I had my first tamarind a few days ago. It was better than I expected, usually wierd looking exotic fruit just tastes like pears. This was very lemony. I later found two larvae of some kind in the seeds, isn't that the kind of thing they're supposed to be extra carefull about? The holes on the outside of the fruit were fairly obvious in retrospect. I saved the seeds, so I might have tamarind trees in my yard someday.

Follow up on the Hitler post: I think the movie I was thinking of was "The Trial Of Billy Jack", the sequel to Billy Jack. During the trial, some smelly hippy is interrogating a representative of the Man on the witness stand, and he reads some quote about the desireability of law and order. The greasy, slackjawed Perry Mason asks the Evil White Man if he agrees with the sentiment expressed in the quote, which he does. The brilliant stoner reincarnation of Cisero reveals that the quote is actually from Hitler, and everyone craps their pants and admits that they were wrong. The quote is made up, but it's been attributed to Hitler ever since. The Melvile book I was thinking of was Billy Bud. Sweet, fancy Moses, Billy Jack, the world's most seventies guy is running for President, among other things.

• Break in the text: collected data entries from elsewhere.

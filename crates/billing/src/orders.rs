//! Order records.
//!
//! Every settled purchase or renewal leaves one row here, regardless of
//! payment rail. Orders are append-only.

use mailstack_shared::{OrderType, PaymentMethod};
use sqlx::{PgPool, Postgres, Transaction};
use uuid::Uuid;

use crate::error::BillingResult;

pub async fn record(
    pool: &PgPool,
    user_id: Uuid,
    order_type: OrderType,
    amount_cents: i64,
    payment_method: PaymentMethod,
    reference: Option<Uuid>,
) -> BillingResult<Uuid> {
    let mut tx = pool.begin().await?;
    let id = record_in_tx(&mut tx, user_id, order_type, amount_cents, payment_method, reference)
        .await?;
    tx.commit().await?;
    Ok(id)
}

pub async fn record_in_tx(
    tx: &mut Transaction<'_, Postgres>,
    user_id: Uuid,
    order_type: OrderType,
    amount_cents: i64,
    payment_method: PaymentMethod,
    reference: Option<Uuid>,
) -> BillingResult<Uuid> {
    let id = Uuid::new_v4();

    sqlx::query(
        r#"
        INSERT INTO orders
            (id, user_id, order_type, amount_cents, currency, payment_method, reference, status, created_at)
        VALUES ($1, $2, $3, $4, 'usd', $5, $6, 'paid', NOW())
        "#,
    )
    .bind(id)
    .bind(user_id)
    .bind(order_type.as_str())
    .bind(amount_cents)
    .bind(payment_method.as_str())
    .bind(reference)
    .execute(&mut **tx)
    .await?;

    Ok(id)
}
#![cfg_attr(test, allow(clippy::expect_used))]
#![cfg_attr(test, allow(clippy::unwrap_used))]

//! Mailstack API Server
//!
//! HTTP surface of the billing backend: mailbox provisioning, wallet,
//! subscriptions, domain purchases, the pre-warmed pool and the Stripe
//! webhook endpoint.

mod auth;
mod config;
mod error;
mod routes;
mod state;

use std::net::SocketAddr;

use axum::http::{header, Method};
use mailstack_shared::create_pool;
use tower_http::{
    cors::{AllowOrigin, CorsLayer},
    trace::TraceLayer,
};
use tracing_subscriber::{layer::SubscriberExt, util::SubscriberInitExt};

use crate::{config::Config, routes::create_router, state::AppState};

#[tokio::main]
async fn main() -> anyhow::Result<()> {
    // Load .env file if present
    dotenvy::dotenv().ok();

    tracing_subscriber::registry()
        .with(
            tracing_subscriber::EnvFilter::try_from_default_env()
                .unwrap_or_else(|_| "info,mailstack_api=debug".into()),
        )
        .with(tracing_subscriber::fmt::layer())
        .init();

    tracing::info!("Starting Mailstack API v{}", env!("CARGO_PKG_VERSION"));

    let config = Config::from_env()?;
    tracing::info!("Configuration loaded");

    tracing::info!("Connecting to database...");
    let pool = create_pool(&config.database_url).await?;
    tracing::info!("Database connection established");

    tracing::info!("Running database migrations...");
    mailstack_shared::run_migrations(&pool).await?;
    tracing::info!("Migrations up to date");

    let state = AppState::new(pool, config.clone())?;

    // Explicit origin allowlist; defaults to localhost for development.
    let allowed_origins: Vec<axum::http::HeaderValue> = config
        .allowed_origins
        .split(',')
        .filter_map(|s| s.trim().parse().ok())
        .collect();
    tracing::info!(allowed_origins = ?allowed_origins, "CORS configured");

    let cors = CorsLayer::new()
        .allow_origin(AllowOrigin::list(allowed_origins))
        .allow_methods([
            Method::GET,
            Method::POST,
            Method::PUT,
            Method::DELETE,
            Method::OPTIONS,
        ])
        .allow_headers([
            header::CONTENT_TYPE,
            header::ACCEPT,
            header::ORIGIN,
            axum::http::HeaderName::from_static("x-api-key"),
        ]);

    let app = create_router(state)
        .layer(cors)
        .layer(TraceLayer::new_for_http());

    let addr: SocketAddr = config.bind_address.parse()?;
    tracing::info!("Starting server on {}", addr);

    let listener = tokio::net::TcpListener::bind(addr).await?;
    axum::serve(listener, app).await?;

    Ok(())
}
//! Billing Invariants Module
//!
//! Provides runnable consistency checks for the billing system.
//! These invariants can be run after any mutation or webhook replay to ensure
//! the system is in a valid state.
//!
//! ## Design Principles
//!
//! 1. **Executable**: Each invariant is a real SQL query that can be run
//! 2. **Explanatory**: Violations include enough context to debug
//! 3. **Non-destructive**: Checks only read, never write
//! 4. **Complete**: Covers all critical billing consistency requirements

use serde::{Deserialize, Serialize};
use sqlx::PgPool;
use time::OffsetDateTime;
use uuid::Uuid;

use crate::error::BillingResult;

/// Result of running a single invariant check
#[derive(Debug, Clone, Serialize, Deserialize)]
pub struct InvariantViolation {
    /// Which invariant was violated
    pub invariant: String,
    /// User(s) affected
    pub user_ids: Vec<Uuid>,
    /// Human-readable description of the violation
    pub description: String,
    /// Additional context for debugging
    pub context: serde_json::Value,
    /// Severity level
    pub severity: ViolationSeverity,
}

/// Severity of an invariant violation
#[derive(Debug, Clone, Copy, PartialEq, Eq, Serialize, Deserialize)]
pub enum ViolationSeverity {
    /// Critical - system may be charging incorrectly
    Critical,
    /// High - data inconsistency that needs attention
    High,
    /// Medium - potential issue, should investigate
    Medium,
    /// Low - minor inconsistency, informational
    Low,
}

impl std::fmt::Display for ViolationSeverity {
    fn fmt(&self, f: &mut std::fmt::Formatter<'_>) -> std::fmt::Result {
        match self {
            ViolationSeverity::Critical => write!(f, "CRITICAL"),
            ViolationSeverity::High => write!(f, "HIGH"),
            ViolationSeverity::Medium => write!(f, "MEDIUM"),
            ViolationSeverity::Low => write!(f, "LOW"),
        }
    }
}

/// Summary of all invariant checks
#[derive(Debug, Clone, Serialize, Deserialize)]
pub struct InvariantCheckSummary {
    /// When the check was run
    pub checked_at: OffsetDateTime,
    /// Total number of checks run
    pub checks_run: usize,
    /// Number of checks that passed
    pub checks_passed: usize,
    /// Number of checks that failed
    pub checks_failed: usize,
    /// List of all violations found
    pub violations: Vec<InvariantViolation>,
    /// Overall health status
    pub healthy: bool,
}

/// Row type for overcommitted subscription violation
#[derive(Debug, sqlx::FromRow)]
struct OvercommittedRow {
    sub_id: Uuid,
    user_id: Uuid,
    number_of_mailboxes: i32,
    number_of_used_mailboxes: i32,
}

/// Row type for negative wallet balance violation
#[derive(Debug, sqlx::FromRow)]
struct NegativeWalletRow {
    user_id: Uuid,
    balance_cents: i64,
}

/// Row type for domain counter drift violation
#[derive(Debug, sqlx::FromRow)]
struct DomainDriftRow {
    domain_id: Uuid,
    user_id: Uuid,
    name: String,
    mailbox_count: i32,
    live_count: i64,
}

/// Row type for orphaned active mailboxes violation
#[derive(Debug, sqlx::FromRow)]
struct OrphanedMailboxRow {
    mailbox_id: Uuid,
    user_id: Uuid,
    email: String,
    subscription_status: String,
}

/// Row type for stale pending checkout violation
#[derive(Debug, sqlx::FromRow)]
struct StalePendingRow {
    history_id: Uuid,
    user_id: Uuid,
    purchase_type: String,
    created_at: OffsetDateTime,
}

/// Row type for unowned active pool mailbox violation
#[derive(Debug, sqlx::FromRow)]
struct UnownedPrewarmRow {
    prewarm_id: Uuid,
    email: String,
}

/// Service for running billing invariant checks
pub struct InvariantChecker {
    pool: PgPool,
}

impl InvariantChecker {
    pub fn new(pool: PgPool) -> Self {
        Self { pool }
    }

    /// Run all invariant checks and return summary
    pub async fn run_all_checks(&self) -> BillingResult<InvariantCheckSummary> {
        let now = OffsetDateTime::now_utc();
        let mut violations = Vec::new();

        violations.extend(self.check_quota_not_overcommitted().await?);
        violations.extend(self.check_wallet_non_negative().await?);
        violations.extend(self.check_domain_counter_drift().await?);
        violations.extend(self.check_no_orphaned_active_mailboxes().await?);
        violations.extend(self.check_no_stale_pending_checkouts().await?);
        violations.extend(self.check_pool_ownership().await?);

        let checks_run = 6;
        let checks_failed = violations
            .iter()
            .map(|v| &v.invariant)
            .collect::<std::collections::HashSet<_>>()
            .len();
        let checks_passed = checks_run - checks_failed;

        Ok(InvariantCheckSummary {
            checked_at: now,
            checks_run,
            checks_passed,
            checks_failed,
            healthy: violations.is_empty(),
            violations,
        })
    }

    /// Invariant 1: Used slots never exceed paid slots, and neither counter
    /// is negative.
    ///
    /// An overcommitted subscription means slots were granted past paid
    /// capacity, which is revenue loss.
    async fn check_quota_not_overcommitted(&self) -> BillingResult<Vec<InvariantViolation>> {
        let rows: Vec<OvercommittedRow> = sqlx::query_as(
            r#"
            SELECT id as sub_id, user_id, number_of_mailboxes, number_of_used_mailboxes
            FROM subscriptions
            WHERE number_of_used_mailboxes > number_of_mailboxes
               OR number_of_used_mailboxes < 0
               OR number_of_mailboxes < 0
            "#,
        )
        .fetch_all(&self.pool)
        .await?;

        Ok(rows
            .into_iter()
            .map(|row| InvariantViolation {
                invariant: "quota_not_overcommitted".to_string(),
                user_ids: vec![row.user_id],
                description: format!(
                    "Subscription has {} used of {} paid mailbox slots",
                    row.number_of_used_mailboxes, row.number_of_mailboxes
                ),
                context: serde_json::json!({
                    "subscription_id": row.sub_id,
                    "number_of_mailboxes": row.number_of_mailboxes,
                    "number_of_used_mailboxes": row.number_of_used_mailboxes,
                }),
                severity: ViolationSeverity::Critical,
            })
            .collect())
    }

    /// Invariant 2: Wallet balances are never negative.
    ///
    /// The conditional debit statement should make this impossible; a hit
    /// here means funds moved outside the wallet engine.
    async fn check_wallet_non_negative(&self) -> BillingResult<Vec<InvariantViolation>> {
        let rows: Vec<NegativeWalletRow> = sqlx::query_as(
            "SELECT user_id, balance_cents FROM wallets WHERE balance_cents < 0",
        )
        .fetch_all(&self.pool)
        .await?;

        Ok(rows
            .into_iter()
            .map(|row| InvariantViolation {
                invariant: "wallet_non_negative".to_string(),
                user_ids: vec![row.user_id],
                description: format!(
                    "Wallet balance is {} cents (negative)",
                    row.balance_cents
                ),
                context: serde_json::json!({
                    "balance_cents": row.balance_cents,
                }),
                severity: ViolationSeverity::Critical,
            })
            .collect())
    }

    /// Invariant 3: The cached domain mailbox counter matches the live
    /// mailbox rows on that domain.
    async fn check_domain_counter_drift(&self) -> BillingResult<Vec<InvariantViolation>> {
        let rows: Vec<DomainDriftRow> = sqlx::query_as(
            r#"
            SELECT
                d.id as domain_id,
                d.user_id,
                d.name,
                d.mailbox_count,
                COUNT(m.id) FILTER (WHERE m.status <> 'scheduled_for_deletion') as live_count
            FROM domains d
            LEFT JOIN mailboxes m ON m.domain_id = d.id
            GROUP BY d.id, d.user_id, d.name, d.mailbox_count
            HAVING d.mailbox_count <> COUNT(m.id) FILTER (WHERE m.status <> 'scheduled_for_deletion')
            "#,
        )
        .fetch_all(&self.pool)
        .await?;

        Ok(rows
            .into_iter()
            .map(|row| InvariantViolation {
                invariant: "domain_counter_drift".to_string(),
                user_ids: vec![row.user_id],
                description: format!(
                    "Domain '{}' counter says {} mailboxes but {} exist",
                    row.name, row.mailbox_count, row.live_count
                ),
                context: serde_json::json!({
                    "domain_id": row.domain_id,
                    "mailbox_count": row.mailbox_count,
                    "live_count": row.live_count,
                }),
                severity: ViolationSeverity::Medium,
            })
            .collect())
    }

    /// Invariant 4: No active mailbox hangs off a cancelled or inactive
    /// subscription. The cancel cascade should have deactivated them.
    async fn check_no_orphaned_active_mailboxes(&self) -> BillingResult<Vec<InvariantViolation>> {
        let rows: Vec<OrphanedMailboxRow> = sqlx::query_as(
            r#"
            SELECT
                m.id as mailbox_id,
                m.user_id,
                m.email,
                s.status as subscription_status
            FROM mailboxes m
            JOIN subscriptions s ON s.id = m.subscription_id
            WHERE m.status = 'active'
              AND s.status IN ('cancelled', 'inactive')
            "#,
        )
        .fetch_all(&self.pool)
        .await?;

        Ok(rows
            .into_iter()
            .map(|row| InvariantViolation {
                invariant: "no_orphaned_active_mailboxes".to_string(),
                user_ids: vec![row.user_id],
                description: format!(
                    "Mailbox '{}' is active on a {} subscription",
                    row.email, row.subscription_status
                ),
                context: serde_json::json!({
                    "mailbox_id": row.mailbox_id,
                    "subscription_status": row.subscription_status,
                }),
                severity: ViolationSeverity::High,
            })
            .collect())
    }

    /// Invariant 5: Pending checkout journal rows older than 48 hours.
    ///
    /// Stripe expires hosted sessions after 24 hours, so a pending row this
    /// old means the `checkout.session.expired` webhook was missed.
    async fn check_no_stale_pending_checkouts(&self) -> BillingResult<Vec<InvariantViolation>> {
        let rows: Vec<StalePendingRow> = sqlx::query_as(
            r#"
            SELECT id as history_id, user_id, purchase_type, created_at
            FROM transaction_history
            WHERE status = 'pending'
              AND created_at < NOW() - INTERVAL '48 hours'
            "#,
        )
        .fetch_all(&self.pool)
        .await?;

        Ok(rows
            .into_iter()
            .map(|row| InvariantViolation {
                invariant: "no_stale_pending_checkouts".to_string(),
                user_ids: vec![row.user_id],
                description: format!(
                    "Checkout for '{}' still pending since {}",
                    row.purchase_type, row.created_at
                ),
                context: serde_json::json!({
                    "history_id": row.history_id,
                    "created_at": row.created_at,
                }),
                severity: ViolationSeverity::Low,
            })
            .collect())
    }

    /// Invariant 6: Active pool mailboxes have an owner and a subscription;
    /// mailboxes on sale have neither.
    async fn check_pool_ownership(&self) -> BillingResult<Vec<InvariantViolation>> {
        let rows: Vec<UnownedPrewarmRow> = sqlx::query_as(
            r#"
            SELECT id as prewarm_id, email
            FROM prewarm_mailboxes
            WHERE (status = 'active' AND (user_id IS NULL OR subscription_id IS NULL))
               OR (status = 'ready_for_sale' AND (user_id IS NOT NULL OR subscription_id IS NOT NULL))
            "#,
        )
        .fetch_all(&self.pool)
        .await?;

        Ok(rows
            .into_iter()
            .map(|row| InvariantViolation {
                invariant: "pool_ownership".to_string(),
                user_ids: vec![],
                description: format!(
                    "Pool mailbox '{}' has inconsistent ownership for its status",
                    row.email
                ),
                context: serde_json::json!({
                    "prewarm_id": row.prewarm_id,
                }),
                severity: ViolationSeverity::High,
            })
            .collect())
    }

    /// Run a single invariant check by name
    pub async fn run_check(&self, name: &str) -> BillingResult<Vec<InvariantViolation>> {
        match name {
            "quota_not_overcommitted" => self.check_quota_not_overcommitted().await,
            "wallet_non_negative" => self.check_wallet_non_negative().await,
            "domain_counter_drift" => self.check_domain_counter_drift().await,
            "no_orphaned_active_mailboxes" => self.check_no_orphaned_active_mailboxes().await,
            "no_stale_pending_checkouts" => self.check_no_stale_pending_checkouts().await,
            "pool_ownership" => self.check_pool_ownership().await,
            _ => Ok(vec![]),
        }
    }

    /// Get list of all available invariant checks
    pub fn available_checks() -> Vec<&'static str> {
        vec![
            "quota_not_overcommitted",
            "wallet_non_negative",
            "domain_counter_drift",
            "no_orphaned_active_mailboxes",
            "no_stale_pending_checkouts",
            "pool_ownership",
        ]
    }
}

#[cfg(test)]
mod tests {
    use super::*;

    #[test]
    fn test_violation_severity_display() {
        assert_eq!(ViolationSeverity::Critical.to_string(), "CRITICAL");
        assert_eq!(ViolationSeverity::High.to_string(), "HIGH");
        assert_eq!(ViolationSeverity::Medium.to_string(), "MEDIUM");
        assert_eq!(ViolationSeverity::Low.to_string(), "LOW");
    }

    #[test]
    fn test_available_checks() {
        let checks = InvariantChecker::available_checks();
        assert_eq!(checks.len(), 6);
        assert!(checks.contains(&"quota_not_overcommitted"));
        assert!(checks.contains(&"wallet_non_negative"));
    }
}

One more, possibly final stab at the illegal immigration issue: Possibly the most frustrating aspect of this whole thing is the truly incredible, surrealistic dimensions of the dishonesty with which the issue is discussed. The obvious imposibility of patrolling the border with 100% effectiveness is presented as a reason not to try to increase effectiveness to 5 or 10%, which would probably be enough. The vast length of the border is supposed to make guarding it futile, when the illegal crossings mostly take place along relatively small stretches of border in California and Texas. Being in favor of either enforcing existing laws or changing them just enough to make them enforcible makes you "anti-immigration", even if you, yourself, are an immigrant. Third generation Latino U.S. citizens are described as members of a unified political block with non-English speaking illegals. Et cetera. Fixing this whole thing should be childishly simple- Make it easy to become a naturalized citizen: Background check, blood test, take a test to show that you know a few token phrases of English, then take the oath. Those who still opt to sneak over could then justifiably be treated as criminals.

I don't think anyone is reading this.